_Activity_
Report how many lines of the material contain the string "serde". Add nothing beyond the number.

_Data supplied_
=== Begin Enclosure ===

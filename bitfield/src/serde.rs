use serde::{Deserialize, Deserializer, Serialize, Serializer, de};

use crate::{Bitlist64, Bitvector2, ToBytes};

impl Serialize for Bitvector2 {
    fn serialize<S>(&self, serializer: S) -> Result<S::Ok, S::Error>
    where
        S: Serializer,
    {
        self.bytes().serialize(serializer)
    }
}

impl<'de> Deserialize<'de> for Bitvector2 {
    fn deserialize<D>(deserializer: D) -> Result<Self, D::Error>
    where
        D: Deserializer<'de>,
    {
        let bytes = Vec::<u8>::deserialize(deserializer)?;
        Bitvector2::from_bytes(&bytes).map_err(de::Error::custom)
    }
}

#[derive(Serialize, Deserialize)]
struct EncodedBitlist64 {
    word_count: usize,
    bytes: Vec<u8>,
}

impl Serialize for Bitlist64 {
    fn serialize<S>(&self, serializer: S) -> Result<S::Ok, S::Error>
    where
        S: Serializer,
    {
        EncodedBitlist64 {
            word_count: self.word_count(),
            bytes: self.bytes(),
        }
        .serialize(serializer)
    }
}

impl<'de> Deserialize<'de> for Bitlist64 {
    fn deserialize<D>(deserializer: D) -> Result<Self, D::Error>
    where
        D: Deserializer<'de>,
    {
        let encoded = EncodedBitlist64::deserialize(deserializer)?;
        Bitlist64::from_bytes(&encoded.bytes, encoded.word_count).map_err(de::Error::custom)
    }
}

=== End Enclosure ===

_Your solution_
2